The records Block Start

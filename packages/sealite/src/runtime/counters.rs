//! Per-pool operation counters.

use std::sync::atomic::{AtomicUsize, Ordering};

#[derive(Debug, Default)]
pub struct PoolCounters {
    admitted: AtomicUsize,
    rejected: AtomicUsize,
    failed: AtomicUsize,
    batches: AtomicUsize,
    batch_failures: AtomicUsize,
    shutdown_fallbacks: AtomicUsize,
}

impl PoolCounters {
    pub fn admitted(&self) {
        self.admitted.fetch_add(1, Ordering::Relaxed);
    }

    pub fn rejected(&self) {
        self.rejected.fetch_add(1, Ordering::Relaxed);
    }

    pub fn failed(&self) {
        self.failed.fetch_add(1, Ordering::Relaxed);
    }

    pub fn batch_started(&self) {
        self.batches.fetch_add(1, Ordering::Relaxed);
    }

    pub fn batch_failed(&self) {
        self.batch_failures.fetch_add(1, Ordering::Relaxed);
    }

    pub fn shutdown_fallback(&self) {
        self.shutdown_fallbacks.fetch_add(1, Ordering::Relaxed);
    }

    pub fn snapshot(&self) -> Snapshot {
        Snapshot {
            admitted_total: self.admitted.load(Ordering::Relaxed),
            rejected_total: self.rejected.load(Ordering::Relaxed),
            failed_total: self.failed.load(Ordering::Relaxed),
            batches_total: self.batches.load(Ordering::Relaxed),
            batch_failures_total: self.batch_failures.load(Ordering::Relaxed),
            shutdown_fallbacks_total: self.shutdown_fallbacks.load(Ordering::Relaxed),
        }
    }

    pub fn log_snapshot(&self, context: &str) {
        let s = self.snapshot();
        tracing::info!(
            context = context,
            admitted_total = s.admitted_total,
            rejected_total = s.rejected_total,
            failed_total = s.failed_total,
            batches_total = s.batches_total,
            batch_failures_total = s.batch_failures_total,
            shutdown_fallbacks_total = s.shutdown_fallbacks_total,
            "pool_counters_snapshot"
        );
    }
}

#[derive(Debug, Clone, Copy, PartialEq, Eq, Default)]
pub struct Snapshot {
    pub admitted_total: usize,
    pub rejected_total: usize,
    pub failed_total: usize,
    pub batches_total: usize,
    pub batch_failures_total: usize,
    pub shutdown_fallbacks_total: usize,
}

The records Block End

▶ _Exercise_:
For this exercise, set down all of the entries again word for word.

▶ _Result for this task_:
filename packages/sealite/src/runtime/counters.rs
//! Per-pool operation counters.

use std::sync::atomic::{AtomicUsize, Ordering};

#[derive(Debug, Default)]
pub struct PoolCounters {
    admitted: AtomicUsize,
    rejected: AtomicUsize,
    failed: AtomicUsize,
    batches: AtomicUsize,
    batch_failures: AtomicUsize,
    shutdown_fallbacks: AtomicUsize,
}

impl PoolCounters {
    pub fn admitted(&self) {
        self.admitted.fetch_add(1, Ordering::Relaxed);
    }

    pub fn rejected(&self) {
        self.rejected.fetch_add(1, Ordering::Relaxed);
    }

    pub fn failed(&self) {
        self.failed.fetch_add(1, Ordering::Relaxed);
    }

    pub fn batch_started(&self) {
        self.batches.fetch_add(1, Ordering::Relaxed);
    }

    pub fn batch_failed(&self) {
        self.batch_failures.fetch_add(1, Ordering::Relaxed);
    }

    pub fn shutdown_fallback(&self) {
        self.shutdown_fallbacks.fetch_add(1, Ordering::Relaxed);
    }

    pub fn snapshot(&self) -> Snapshot {
        Snapshot {
            admitted_total: self.admitted.load(Ordering::Relaxed),
            rejected_total: self.rejected.load(Ordering::Relaxed),
            failed_total: self.failed.load(Ordering::Relaxed),
            batches_total: self.batches.load(Ordering::Relaxed),
            batch_failures_total: self.batch_failures.load(Ordering::Relaxed),
            shutdown_fallbacks_total: self.shutdown_fallbacks.load(Ordering::Relaxed),
        }
    }

    pub fn log_snapshot(&self, context: &str) {
        let s = self.snapshot();
        tracing::info!(
            context = context,
            admitted_total = s.admitted_total,
            rejected_total = s.rejected_total,
            failed_total = s.failed_total,
            batches_total = s.batches_total,
            batch_failures_total = s.batch_failures_total,
            shutdown_fallbacks_total = s.shutdown_fallbacks_total,
            "pool_counters_snapshot"
        );
    }
}

#[derive(Debug, Clone, Copy, PartialEq, Eq, Default)]
pub struct Snapshot {
    pub admitted_total: usize,
    pub rejected_total: usize,
    pub failed_total: usize,
    pub batches_total: usize,
    pub batch_failures_total: usize,
    pub shutdown_fallbacks_total: usize,
}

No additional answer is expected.